The trend is not limited to Palm Beach, with luxury sales up nationwide. But the Palm Beach County market is outpacing the national market.  In the three months to Nov. 30, luxury home sales volume across the United States was up 60.7% year over year (YoY). They’re also selling 33% faster. Palm Beach County’s luxury home sales volume has been much higher. In 3Q20 (to September), luxury home sales climbed 82.9%.

Palm Beach is recognized worldwide for its golf courses, equestrian events, sunshine, and beaches, but there’s more to the story than the simple desire for the first-class lifestyle offered by South Florida. Miami Realtors cites record-low interest rates, an exodus from high-tax northeastern states to Florida’s no-state tax environment, as well as the fallout from COVID-19, including the rise of remote work.

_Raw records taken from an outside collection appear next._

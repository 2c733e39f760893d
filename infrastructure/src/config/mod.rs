//! Configuration file loading for statehouse
//!
//! This module handles file I/O and merging of configuration from multiple sources.
//! The priority order (highest to lowest):
//!
//! 1. `--config <path>` specified file
//! 2. Project root: `./statehouse.toml` or `./.statehouse.toml`
//! 3. XDG config: `$XDG_CONFIG_HOME/statehouse/config.toml`
//! 4. Fallback: `~/.config/statehouse/config.toml`
//! 5. Default values

mod file_config;
mod loader;

pub use file_config::{FileAssistantConfig, FileConfig, FileOpenLegConfig, FileOutputConfig};
pub use loader::{ConfigError, ConfigLoader};
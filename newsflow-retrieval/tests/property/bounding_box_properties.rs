//! Property tests for the radius-derived bounding box.

use newsflow_core::geo::distance_km;
use newsflow_core::query::{ParsedQuery, QueryFilters};
use newsflow_core::request::{GeoPoint, QueryRequest};
use newsflow_retrieval::RetrievalContext;
use proptest::prelude::*;
use std::collections::BTreeSet;

fn context_parts(lat: f64, lon: f64, radius_km: f64) -> (QueryRequest, ParsedQuery) {
    let mut request = QueryRequest::new("anything");
    request.user_location = Some(GeoPoint::new(lat, lon));
    request.radius_km = Some(radius_km);
    let parsed = ParsedQuery::new(
        Vec::new(),
        Vec::new(),
        BTreeSet::new(),
        QueryFilters::default(),
        None,
        false,
    );
    (request, parsed)
}

proptest! {
    /// Any point within the radius in a cardinal direction lands inside the
    /// box. Mid-latitudes only; the box is a flat-earth approximation that
    /// degrades toward the poles.
    #[test]
    fn cardinal_points_at_radius_are_contained(
        lat in -60.0f64..60.0,
        lon in -170.0f64..170.0,
        radius_km in 1.0f64..100.0,
    ) {
        let (request, parsed) = context_parts(lat, lon, radius_km);
        let context = RetrievalContext::new(&request, &parsed);
        let bbox = context
            .apply_bounding_box(context.base_filter())
            .bounding_box
            .unwrap();

        // Slightly inside the radius to stay clear of float edges.
        let r = radius_km * 0.99;
        let lat_step = r / 111.32;
        let lon_step = r / (111.32 * lat.to_radians().cos());

        prop_assert!(bbox.contains(lat + lat_step, lon));
        prop_assert!(bbox.contains(lat - lat_step, lon));
        prop_assert!(bbox.contains(lat, (lon + lon_step).clamp(-180.0, 180.0)));
        prop_assert!(bbox.contains(lat, (lon - lon_step).clamp(-180.0, 180.0)));
    }

    /// The box always contains its own center.
    #[test]
    fn center_is_always_contained(
        lat in -89.0f64..89.0,
        lon in -179.0f64..179.0,
        radius_km in 1.0f64..100.0,
    ) {
        let (request, parsed) = context_parts(lat, lon, radius_km);
        let context = RetrievalContext::new(&request, &parsed);
        let bbox = context
            .apply_bounding_box(context.base_filter())
            .bounding_box
            .unwrap();
        prop_assert!(bbox.contains(lat, lon));
    }

    /// The box never exceeds valid coordinate ranges.
    #[test]
    fn box_stays_within_coordinate_ranges(
        lat in -89.9f64..89.9,
        lon in -179.9f64..179.9,
        radius_km in 1.0f64..100.0,
    ) {
        let (request, parsed) = context_parts(lat, lon, radius_km);
        let context = RetrievalContext::new(&request, &parsed);
        let bbox = context
            .apply_bounding_box(context.base_filter())
            .bounding_box
            .unwrap();
        prop_assert!(bbox.min_latitude >= -90.0 && bbox.max_latitude <= 90.0);
        prop_assert!(bbox.min_longitude >= -180.0 && bbox.max_longitude <= 180.0);
    }

    /// Haversine distance between the center and any contained cardinal edge
    /// point stays within a small multiple of the radius.
    #[test]
    fn latitude_edge_tracks_the_radius(
        lat in -60.0f64..60.0,
        lon in -170.0f64..170.0,
        radius_km in 5.0f64..100.0,
    ) {
        let (request, parsed) = context_parts(lat, lon, radius_km);
        let context = RetrievalContext::new(&request, &parsed);
        let bbox = context
            .apply_bounding_box(context.base_filter())
            .bounding_box
            .unwrap();
        let edge = distance_km(lat, lon, bbox.max_latitude, lon);
        prop_assert!(edge <= radius_km * 1.05);
        prop_assert!(edge >= radius_km * 0.95);
    }
}
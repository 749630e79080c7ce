//! Corpus bootstrap: load seed articles into an empty store.

use chrono::{DateTime, Utc};
use serde::Deserialize;
use tracing::info;
use uuid::Uuid;

use crate::article::NewsArticle;
use crate::errors::NewsResult;
use crate::traits::ArticleStore;

/// One article as it appears in a JSON seed document.
#[derive(Debug, Clone, Deserialize)]
pub struct ArticleDocument {
    #[serde(default)]
    pub id: Option<Uuid>,
    pub title: String,
    #[serde(default)]
    pub description: Option<String>,
    #[serde(default)]
    pub url: Option<String>,
    #[serde(default)]
    pub publication_date: Option<DateTime<Utc>>,
    #[serde(default)]
    pub source_name: Option<String>,
    #[serde(default)]
    pub relevance_score: Option<f64>,
    pub latitude: f64,
    pub longitude: f64,
    #[serde(default)]
    pub categories: Vec<String>,
}

impl ArticleDocument {
    pub fn into_article(self) -> NewsArticle {
        NewsArticle {
            id: self.id.unwrap_or_else(Uuid::new_v4),
            title: self.title,
            description: self.description,
            url: self.url,
            publication_date: self.publication_date,
            source_name: self.source_name,
            relevance_score: self.relevance_score,
            latitude: self.latitude,
            longitude: self.longitude,
            categories: self.categories,
        }
    }
}

/// Parse a JSON array of seed articles.
pub fn parse_seed(raw: &str) -> NewsResult<Vec<ArticleDocument>> {
    let documents: Vec<ArticleDocument> = serde_json::from_str(raw)?;
    Ok(documents)
}

/// Load seed articles into `store` unless it already holds data.
///
/// Returns the number of articles inserted; 0 means the store was already
/// populated and the seed was skipped.
pub fn seed_articles(store: &dyn ArticleStore, raw: &str) -> NewsResult<usize> {
    let existing = store.count()?;
    if existing > 0 {
        info!(existing, "article store already populated, skipping seed");
        return Ok(0);
    }
    let articles: Vec<NewsArticle> = parse_seed(raw)?
        .into_iter()
        .map(ArticleDocument::into_article)
        .collect();
    let inserted = articles.len();
    store.save_all(articles)?;
    info!(inserted, "seeded article corpus");
    Ok(inserted)
}
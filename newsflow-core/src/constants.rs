//! Default tuning constants, grouped by subsystem.

/// Ranking weight defaults. The weights need not sum to 1.
pub const DEFAULT_RELEVANCE_WEIGHT: f64 = 0.35;
pub const DEFAULT_RECENCY_WEIGHT: f64 = 0.25;
pub const DEFAULT_SEMANTIC_WEIGHT: f64 = 0.30;
pub const DEFAULT_PROXIMITY_WEIGHT: f64 = 0.10;
pub const DEFAULT_RECENCY_HALF_LIFE_DAYS: f64 = 7.0;

/// Enrichment defaults.
pub const DEFAULT_ENRICHMENT_TOP_N: usize = 5;
pub const DEFAULT_ENRICHMENT_CACHE_TTL_SECS: u64 = 900;
pub const DEFAULT_ENRICHMENT_CACHE_CAPACITY: u64 = 10_000;

/// Trending defaults. The half-life is 6 hours of interaction decay.
pub const DEFAULT_BUCKET_SIZE_DEGREES: f64 = 0.5; // ~55 km at the equator
pub const DEFAULT_TREND_HALF_LIFE_MINUTES: f64 = 360.0;
pub const DEFAULT_TRENDING_RADIUS_KM: f64 = 25.0;
pub const MIN_TRENDING_RADIUS_KM: f64 = 1.0;
pub const MAX_TRENDING_RADIUS_KM: f64 = 200.0;
pub const DEFAULT_TRENDING_LIMIT: usize = 5;
pub const MAX_TRENDING_LIMIT: usize = 20;

/// Retrieval defaults. Strategies over-fetch to compensate for the
/// ranking/filtering that happens after the merge.
pub const OVERFETCH_FACTOR: usize = 3;
pub const DEFAULT_QUERY_LIMIT: usize = 10;
pub const MAX_QUERY_LIMIT: usize = 50;
pub const DEFAULT_QUERY_RADIUS_KM: f64 = 10.0;
pub const MAX_QUERY_RADIUS_KM: f64 = 100.0;

/// Request validation bounds.
pub const MAX_QUERY_LENGTH: usize = 500;
pub const MAX_REQUESTED_RESULTS: usize = 100;
pub const MAX_REQUESTED_RADIUS_KM: f64 = 500.0;

/// Cache sizing.
pub const DEFAULT_QUERY_CACHE_CAPACITY: u64 = 1_000;
pub const DEFAULT_FEED_CACHE_CAPACITY: u64 = 10_000;
use serde::{Deserialize, Serialize};

/// Coarse classification of query purpose.
#[derive(
    Debug, Clone, Copy, PartialEq, Eq, Hash, PartialOrd, Ord, Serialize, Deserialize,
)]
#[serde(rename_all = "lowercase")]
pub enum QueryIntent {
    Category,
    Score,
    Search,
    Source,
    Nearby,
    /// Sentinel for unrecognized intent strings from the model.
    Unknown,
}

impl QueryIntent {
    /// Parse a model-supplied intent string. Unrecognized values map to
    /// `Unknown` rather than failing.
    pub fn parse(value: &str) -> Self {
        match value.trim().to_lowercase().as_str() {
            "category" => Self::Category,
            "score" => Self::Score,
            "source" => Self::Source,
            "nearby" => Self::Nearby,
            "search" => Self::Search,
            _ => Self::Unknown,
        }
    }

    /// Lowercase label used in response metadata.
    pub fn label(self) -> &'static str {
        match self {
            Self::Category => "category",
            Self::Score => "score",
            Self::Search => "search",
            Self::Source => "source",
            Self::Nearby => "nearby",
            Self::Unknown => "unknown",
        }
    }
}
//! # newsflow-query
//!
//! Query understanding and article enrichment. The language model is the
//! primary path for both; a rule-based extractor covers the model being
//! disabled, failing, or returning malformed output, so every query parses.

mod enrich;
mod parser;
mod rules;
mod schema;

pub use enrich::EnrichmentAssembler;
pub use parser::QueryParser;
pub use rules::RuleBasedExtractor;
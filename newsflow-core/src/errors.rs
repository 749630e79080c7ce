use uuid::Uuid;

/// Error taxonomy for the retrieval core.
///
/// Capability errors are recovered internally via rule-based fallbacks and
/// never surface from the query pipeline; they exist so capability
/// implementations can report what went wrong. Validation errors reject a
/// request before the pipeline runs. `ArticleNotFound` is fatal to the
/// operation that raised it.
#[derive(Debug, thiserror::Error)]
pub enum NewsError {
    #[error("article not found: {0}")]
    ArticleNotFound(Uuid),

    #[error("invalid request: {0}")]
    Validation(String),

    #[error("language model disabled")]
    CapabilityDisabled,

    #[error("language model call failed: {0}")]
    Capability(String),

    #[error("malformed model response: {0}")]
    MalformedResponse(#[from] serde_json::Error),

    #[error("store operation failed: {0}")]
    Store(String),
}

pub type NewsResult<T> = Result<T, NewsError>;
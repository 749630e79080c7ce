//! Shared test doubles: in-memory stores, canned language models, and an
//! article builder.

use chrono::{DateTime, Duration, Utc};
use dashmap::DashMap;
use serde_json::Value;
use uuid::Uuid;

use newsflow_core::enrichment::EnrichmentRequest;
use newsflow_core::geo::BucketId;
use newsflow_core::query::QueryContext;
use newsflow_core::traits::{retrieval_order, ArticleFilter, ArticleStore, LanguageModel, TrendStore};
use newsflow_core::trend::TrendAggregate;
use newsflow_core::{NewsArticle, NewsError, NewsResult};

/// Article store over a concurrent map, evaluating filters with the
/// reference predicate.
#[derive(Default)]
pub struct InMemoryArticleStore {
    articles: DashMap<Uuid, NewsArticle>,
}

impl InMemoryArticleStore {
    pub fn new() -> Self {
        Self::default()
    }

    pub fn with_articles(articles: impl IntoIterator<Item = NewsArticle>) -> Self {
        let store = Self::new();
        for article in articles {
            store.articles.insert(article.id, article);
        }
        store
    }

    pub fn insert(&self, article: NewsArticle) {
        self.articles.insert(article.id, article);
    }
}

impl ArticleStore for InMemoryArticleStore {
    fn find_by_id(&self, id: Uuid) -> NewsResult<Option<NewsArticle>> {
        Ok(self.articles.get(&id).map(|entry| entry.value().clone()))
    }

    fn find_by_filter(&self, filter: &ArticleFilter, limit: usize) -> NewsResult<Vec<NewsArticle>> {
        let mut matched: Vec<NewsArticle> = self
            .articles
            .iter()
            .filter(|entry| filter.matches(entry.value()))
            .map(|entry| entry.value().clone())
            .collect();
        matched.sort_by(retrieval_order);
        matched.truncate(limit);
        Ok(matched)
    }

    fn count(&self) -> NewsResult<usize> {
        Ok(self.articles.len())
    }

    fn save_all(&self, articles: Vec<NewsArticle>) -> NewsResult<()> {
        for article in articles {
            self.articles.insert(article.id, article);
        }
        Ok(())
    }
}

/// Trend store over a concurrent map keyed by (bucket, article).
#[derive(Default)]
pub struct InMemoryTrendStore {
    aggregates: DashMap<(BucketId, Uuid), TrendAggregate>,
}

impl InMemoryTrendStore {
    pub fn new() -> Self {
        Self::default()
    }
}

impl TrendStore for InMemoryTrendStore {
    fn apply_event(
        &self,
        bucket: BucketId,
        article_id: Uuid,
        increment: f64,
        occurred_at: DateTime<Utc>,
        lambda: f64,
    ) -> NewsResult<TrendAggregate> {
        // The entry guard holds the map shard lock, serializing concurrent
        // writers for the same key.
        let mut entry = self
            .aggregates
            .entry((bucket, article_id))
            .or_insert_with(|| TrendAggregate::new(bucket, article_id, occurred_at));
        entry.register_event(increment, occurred_at, lambda);
        Ok(entry.value().clone())
    }

    fn find_in_buckets(&self, buckets: &[BucketId]) -> NewsResult<Vec<TrendAggregate>> {
        Ok(self
            .aggregates
            .iter()
            .filter(|entry| buckets.contains(&entry.key().0))
            .map(|entry| entry.value().clone())
            .collect())
    }
}

/// Model that reports itself disabled; calling it is a test failure.
pub struct DisabledModel;

impl LanguageModel for DisabledModel {
    fn enabled(&self) -> bool {
        false
    }

    fn complete_query(&self, _context: &QueryContext) -> NewsResult<Value> {
        panic!("disabled model must not be called");
    }

    fn complete_enrichment(&self, _request: &EnrichmentRequest<'_>) -> NewsResult<Value> {
        panic!("disabled model must not be called");
    }
}

/// Model returning fixed payloads.
pub struct StaticModel {
    pub query_payload: Value,
    pub enrichment_payload: Value,
}

impl LanguageModel for StaticModel {
    fn complete_query(&self, _context: &QueryContext) -> NewsResult<Value> {
        Ok(self.query_payload.clone())
    }

    fn complete_enrichment(&self, _request: &EnrichmentRequest<'_>) -> NewsResult<Value> {
        Ok(self.enrichment_payload.clone())
    }
}

/// Model whose every call fails, for exercising fallback paths.
pub struct FailingModel;

impl LanguageModel for FailingModel {
    fn complete_query(&self, _context: &QueryContext) -> NewsResult<Value> {
        Err(NewsError::Capability("model unavailable".to_string()))
    }

    fn complete_enrichment(&self, _request: &EnrichmentRequest<'_>) -> NewsResult<Value> {
        Err(NewsError::Capability("model unavailable".to_string()))
    }
}

/// Builder for corpus articles with sensible defaults.
pub struct ArticleBuilder {
    article: NewsArticle,
}

/// Start building an article with the given title.
pub fn article(title: &str) -> ArticleBuilder {
    ArticleBuilder {
        article: NewsArticle {
            id: Uuid::new_v4(),
            title: title.to_string(),
            description: None,
            url: None,
            publication_date: Some(Utc::now()),
            source_name: None,
            relevance_score: Some(0.5),
            latitude: 0.0,
            longitude: 0.0,
            categories: Vec::new(),
        },
    }
}

impl ArticleBuilder {
    pub fn id(mut self, id: Uuid) -> Self {
        self.article.id = id;
        self
    }

    pub fn description(mut self, description: &str) -> Self {
        self.article.description = Some(description.to_string());
        self
    }

    pub fn source(mut self, source: &str) -> Self {
        self.article.source_name = Some(source.to_string());
        self
    }

    pub fn category(mut self, category: &str) -> Self {
        self.article.categories.push(category.to_string());
        self
    }

    pub fn score(mut self, score: f64) -> Self {
        self.article.relevance_score = Some(score);
        self
    }

    pub fn unscored(mut self) -> Self {
        self.article.relevance_score = None;
        self
    }

    pub fn at(mut self, latitude: f64, longitude: f64) -> Self {
        self.article.latitude = latitude;
        self.article.longitude = longitude;
        self
    }

    pub fn published(mut self, date: DateTime<Utc>) -> Self {
        self.article.publication_date = Some(date);
        self
    }

    pub fn published_days_ago(mut self, days: i64) -> Self {
        self.article.publication_date = Some(Utc::now() - Duration::days(days));
        self
    }

    pub fn undated(mut self) -> Self {
        self.article.publication_date = None;
        self
    }

    pub fn build(self) -> NewsArticle {
        self.article
    }
}
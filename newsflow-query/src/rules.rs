//! Deterministic rule-based query understanding and enrichment.
//!
//! This is the floor the language model path degrades to; it must never fail.

use std::collections::BTreeSet;
use std::sync::LazyLock;

use regex::Regex;
use tracing::debug;

use newsflow_core::enrichment::{ArticleEnrichment, EnrichmentRequest};
use newsflow_core::query::{ParsedQuery, QueryContext, QueryFilters};
use newsflow_core::QueryIntent;

/// Capitalized word runs, e.g. "New York" or "Tesla".
static ENTITY_PATTERN: LazyLock<Regex> =
    LazyLock::new(|| Regex::new(r"\b([A-Z][a-zA-Z]+(?:\s+[A-Z][a-zA-Z]+)*)\b").unwrap());

/// Category vocabulary in priority order; the first one mentioned in the
/// query wins. Order is fixed so detection is deterministic.
const KNOWN_CATEGORIES: &[&str] = &[
    "general",
    "technology",
    "business",
    "sports",
    "entertainment",
    "health",
    "science",
    "politics",
    "world",
];

/// Source mentions mapped to canonical source names.
const KNOWN_SOURCES: &[(&str, &str)] = &[
    ("new york times", "New York Times"),
    ("reuters", "Reuters"),
    ("bbc", "BBC"),
];

const PROXIMITY_WORDS: &[&str] = &["near", "around", "close to"];
const SCORE_WORDS: &[&str] = &["score", "rank"];

const MAX_CONCEPTS: usize = 10;
const MAX_HIGHLIGHTED_ENTITIES: usize = 3;
const SUMMARY_MAX_CHARS: usize = 220;
const SUMMARY_TRUNCATE_CHARS: usize = 217;

/// Heuristic query parser and enrichment generator.
#[derive(Debug, Clone, Default)]
pub struct RuleBasedExtractor;

impl RuleBasedExtractor {
    pub fn new() -> Self {
        Self
    }

    /// Parse a query with keyword heuristics. Always succeeds.
    pub fn parse_query(&self, context: &QueryContext) -> ParsedQuery {
        let query = context.query.as_str();
        let normalized = query.to_lowercase();
        let mut intents = BTreeSet::new();
        let mut filters = QueryFilters {
            score_threshold: context.score_threshold,
            radius_km: context.radius_km,
            latitude: context.latitude,
            longitude: context.longitude,
            ..Default::default()
        };

        if let Some(category) = detect_category(&normalized) {
            intents.insert(QueryIntent::Category);
            filters.category = Some(category.to_string());
        }
        if let Some(source) = detect_source(&normalized) {
            intents.insert(QueryIntent::Source);
            filters.source = Some(source.to_string());
        }
        if PROXIMITY_WORDS.iter().any(|word| normalized.contains(word))
            || context.radius_km.is_some()
        {
            intents.insert(QueryIntent::Nearby);
        }
        if SCORE_WORDS.iter().any(|word| normalized.contains(word))
            || context.score_threshold.is_some()
        {
            intents.insert(QueryIntent::Score);
        }

        let entities = extract_entities(query);
        let concepts = extract_concepts(&normalized);
        let search = build_search_query(query, filters.category.as_deref(), filters.source.as_deref());

        debug!(
            intents = intents.len(),
            entities = entities.len(),
            "rule-based parse"
        );
        ParsedQuery::new(entities, concepts, intents, filters, Some(search), false)
    }

    /// Enrichment from the article text alone. Always succeeds.
    pub fn generate_enrichment(&self, request: &EnrichmentRequest<'_>) -> ArticleEnrichment {
        let article = request.article;
        let summary = build_summary(
            article.description.as_deref(),
            &article.title,
            article.source_name.as_deref(),
        );
        let mut entity_text = article.title.clone();
        if let Some(description) = &article.description {
            entity_text.push(' ');
            entity_text.push_str(description);
        }
        let key_entities = extract_entities(&entity_text);
        let why_relevant = build_why_relevant(request, &key_entities);
        ArticleEnrichment {
            summary,
            key_entities,
            why_relevant,
        }
    }
}

fn detect_category(normalized: &str) -> Option<&'static str> {
    KNOWN_CATEGORIES
        .iter()
        .find(|category| normalized.contains(*category))
        .copied()
}

fn detect_source(normalized: &str) -> Option<&'static str> {
    KNOWN_SOURCES
        .iter()
        .find(|(mention, _)| normalized.contains(mention))
        .map(|(_, canonical)| *canonical)
}

/// Capitalized runs longer than two characters, deduplicated in order.
fn extract_entities(text: &str) -> Vec<String> {
    let mut entities: Vec<String> = Vec::new();
    for capture in ENTITY_PATTERN.captures_iter(text) {
        let candidate = capture[1].trim();
        if candidate.len() > 2 && !entities.iter().any(|e| e == candidate) {
            entities.push(candidate.to_string());
        }
    }
    entities
}

/// Whitespace tokens longer than three characters, deduplicated, capped.
fn extract_concepts(normalized: &str) -> Vec<String> {
    let mut concepts: Vec<String> = Vec::new();
    for token in normalized.split_whitespace() {
        if token.len() > 3 && !concepts.iter().any(|c| c == token) {
            concepts.push(token.to_string());
        }
        if concepts.len() == MAX_CONCEPTS {
            break;
        }
    }
    concepts
}

/// The raw query widened with any detected category and source so the search
/// strategy still sees them.
fn build_search_query(query: &str, category: Option<&str>, source: Option<&str>) -> String {
    let mut search = query.to_string();
    if let Some(category) = category {
        search.push(' ');
        search.push_str(category);
    }
    if let Some(source) = source {
        search.push(' ');
        search.push_str(source);
    }
    search
}

fn build_summary(
    description: Option<&str>,
    title: &str,
    source_name: Option<&str>,
) -> Option<String> {
    let base = match description {
        Some(text) if !text.trim().is_empty() => text,
        _ => title,
    };
    if base.is_empty() {
        return None;
    }
    let mut summary = if base.chars().count() > SUMMARY_MAX_CHARS {
        let truncated: String = base.chars().take(SUMMARY_TRUNCATE_CHARS).collect();
        format!("{truncated}...")
    } else {
        base.to_string()
    };
    if let Some(source) = source_name {
        summary.push_str(" from ");
        summary.push_str(source);
    }
    Some(summary)
}

fn build_why_relevant(request: &EnrichmentRequest<'_>, key_entities: &[String]) -> Option<String> {
    let mut reasons: Vec<String> = Vec::new();
    if let Some(reason) = request.match_reason {
        reasons.push(format!("Matched by {reason}"));
    }
    if request.user_latitude.is_some() && request.user_longitude.is_some() {
        reasons.push("Geographically relevant to your location".to_string());
    }
    if !key_entities.is_empty() {
        let highlights: Vec<&str> = key_entities
            .iter()
            .take(MAX_HIGHLIGHTED_ENTITIES)
            .map(String::as_str)
            .collect();
        reasons.push(format!("Highlights: {}", highlights.join(", ")));
    }
    if reasons.is_empty() {
        None
    } else {
        Some(reasons.join(". "))
    }
}

#[cfg(test)]
mod tests {
    use super::*;
    use chrono::Utc;
    use newsflow_core::NewsArticle;
    use uuid::Uuid;

    fn context(query: &str) -> QueryContext {
        QueryContext {
            query: query.to_string(),
            latitude: None,
            longitude: None,
            radius_km: None,
            score_threshold: None,
        }
    }

    fn article() -> NewsArticle {
        NewsArticle {
            id: Uuid::new_v4(),
            title: "Tesla opens Berlin factory".to_string(),
            description: Some("Tesla expands European production with a new plant".to_string()),
            url: None,
            publication_date: Some(Utc::now()),
            source_name: Some("Reuters".to_string()),
            relevance_score: Some(0.8),
            latitude: 52.52,
            longitude: 13.4,
            categories: vec!["business".to_string()],
        }
    }

    #[test]
    fn category_mention_sets_intent_and_filter() {
        let extractor = RuleBasedExtractor::new();
        let parsed = extractor.parse_query(&context("latest technology news"));
        assert!(parsed.has_intent(QueryIntent::Category));
        assert_eq!(parsed.filters().category.as_deref(), Some("technology"));
    }

    #[test]
    fn source_mention_maps_to_canonical_name() {
        let extractor = RuleBasedExtractor::new();
        let parsed = extractor.parse_query(&context("what does the bbc say"));
        assert!(parsed.has_intent(QueryIntent::Source));
        assert_eq!(parsed.filters().source.as_deref(), Some("BBC"));
    }

    #[test]
    fn proximity_words_set_nearby_intent() {
        let extractor = RuleBasedExtractor::new();
        let parsed = extractor.parse_query(&context("events near me"));
        assert!(parsed.has_intent(QueryIntent::Nearby));
    }

    #[test]
    fn supplied_radius_sets_nearby_intent() {
        let extractor = RuleBasedExtractor::new();
        let mut ctx = context("city events");
        ctx.radius_km = Some(15.0);
        assert!(extractor.parse_query(&ctx).has_intent(QueryIntent::Nearby));
    }

    #[test]
    fn score_intent_from_words_or_threshold() {
        let extractor = RuleBasedExtractor::new();
        assert!(extractor
            .parse_query(&context("rank the headlines"))
            .has_intent(QueryIntent::Score));

        let mut with_threshold = context("headlines");
        with_threshold.score_threshold = Some(0.7);
        assert!(extractor
            .parse_query(&with_threshold)
            .has_intent(QueryIntent::Score));
    }

    #[test]
    fn plain_query_still_parses_with_search_intent() {
        let extractor = RuleBasedExtractor::new();
        let parsed = extractor.parse_query(&context("storm damage downtown"));
        assert!(parsed.has_intent(QueryIntent::Search));
        assert_eq!(parsed.search_query(), Some("storm damage downtown"));
        assert!(!parsed.fallback_used());
    }

    #[test]
    fn search_query_widened_with_detections() {
        let extractor = RuleBasedExtractor::new();
        let parsed = extractor.parse_query(&context("bbc technology coverage"));
        assert_eq!(
            parsed.search_query(),
            Some("bbc technology coverage technology BBC")
        );
    }

    #[test]
    fn context_geo_carried_into_filters() {
        let extractor = RuleBasedExtractor::new();
        let mut ctx = context("anything around here");
        ctx.latitude = Some(40.7);
        ctx.longitude = Some(-74.0);
        ctx.radius_km = Some(15.0);
        let parsed = extractor.parse_query(&ctx);
        assert_eq!(parsed.filters().latitude, Some(40.7));
        assert_eq!(parsed.filters().radius_km, Some(15.0));
    }

    #[test]
    fn entities_are_capitalized_runs() {
        let entities = extract_entities("Tesla opens Berlin factory near New York");
        assert_eq!(entities, vec!["Tesla", "Berlin", "New York"]);
    }

    #[test]
    fn enrichment_summarizes_and_explains() {
        let extractor = RuleBasedExtractor::new();
        let article = article();
        let request = EnrichmentRequest {
            article: &article,
            user_query: Some("tesla news"),
            user_latitude: Some(52.5),
            user_longitude: Some(13.4),
            match_reason: Some("category match"),
        };
        let enrichment = extractor.generate_enrichment(&request);
        let summary = enrichment.summary.unwrap();
        assert!(summary.ends_with(" from Reuters"));
        assert!(enrichment.key_entities.contains(&"Tesla".to_string()));
        let why = enrichment.why_relevant.unwrap();
        assert!(why.starts_with("Matched by category match"));
        assert!(why.contains("Geographically relevant"));
    }

    #[test]
    fn long_description_truncated_on_char_boundary() {
        let long = "é".repeat(300);
        let summary = build_summary(Some(&long), "title", None).unwrap();
        assert!(summary.ends_with("..."));
        assert_eq!(summary.chars().count(), 220);
    }
}
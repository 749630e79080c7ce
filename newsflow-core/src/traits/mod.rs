//! Collaborator seams: article/trend persistence and the language model.

mod model;
mod store;

pub use model::LanguageModel;
pub use store::{retrieval_order, ArticleFilter, ArticleStore, BoundingBox, TrendStore};
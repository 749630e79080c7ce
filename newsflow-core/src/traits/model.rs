use serde_json::Value;

use crate::enrichment::EnrichmentRequest;
use crate::errors::NewsResult;
use crate::query::QueryContext;

/// Optional language-model capability behind query understanding and
/// enrichment.
///
/// Implementations return raw JSON; the callers own schema decoding so a
/// misbehaving model degrades to the rule-based path instead of failing the
/// request.
pub trait LanguageModel: Send + Sync {
    /// Whether the capability is available at all. Disabled models are never
    /// called.
    fn enabled(&self) -> bool {
        true
    }

    /// Structured interpretation of a user query.
    fn complete_query(&self, context: &QueryContext) -> NewsResult<Value>;

    /// Summary/entities/relevance JSON for one article.
    fn complete_enrichment(&self, request: &EnrichmentRequest<'_>) -> NewsResult<Value>;
}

Regarding interest rates, the likelihood is for record low mortgage rates to continue. In the first week of the new year, the 30-year rate hit 2.65%, according to Freddie Mac. For context, rates were frequently above 8% in 2000, and they hovered around 5% in 2010. As well, the wealthy keep getting richer. Despite the pandemic, the S&P 500 has been consistently breaking new highs, providing investors with ever-higher returns. 

From the supply side, constructors have been struggling to keep up with demand since well before the pandemic. Freddie Mac reported in February of 2020 that Florida was experiencing a severe housing shortage, which is primarily due to the state being ranked first for both domestic and international migration. In addition, the pandemic environment has worsened costs, delivery times for building materials, and the long-standing labor shortage. Although homes are still being built, the building process has become much more difficult in the present COVID environment. The pandemic has also brought with it a trend of migration from urban to suburban areas, further impacting housing availability.

This year, an expected increase in housing starts and home sellers could help alleviate the housing shortage. But given the perfect storm of low rates, low taxes and a high quality of life, Palm Beach will likely stay a seller’s market for the foreseeable future.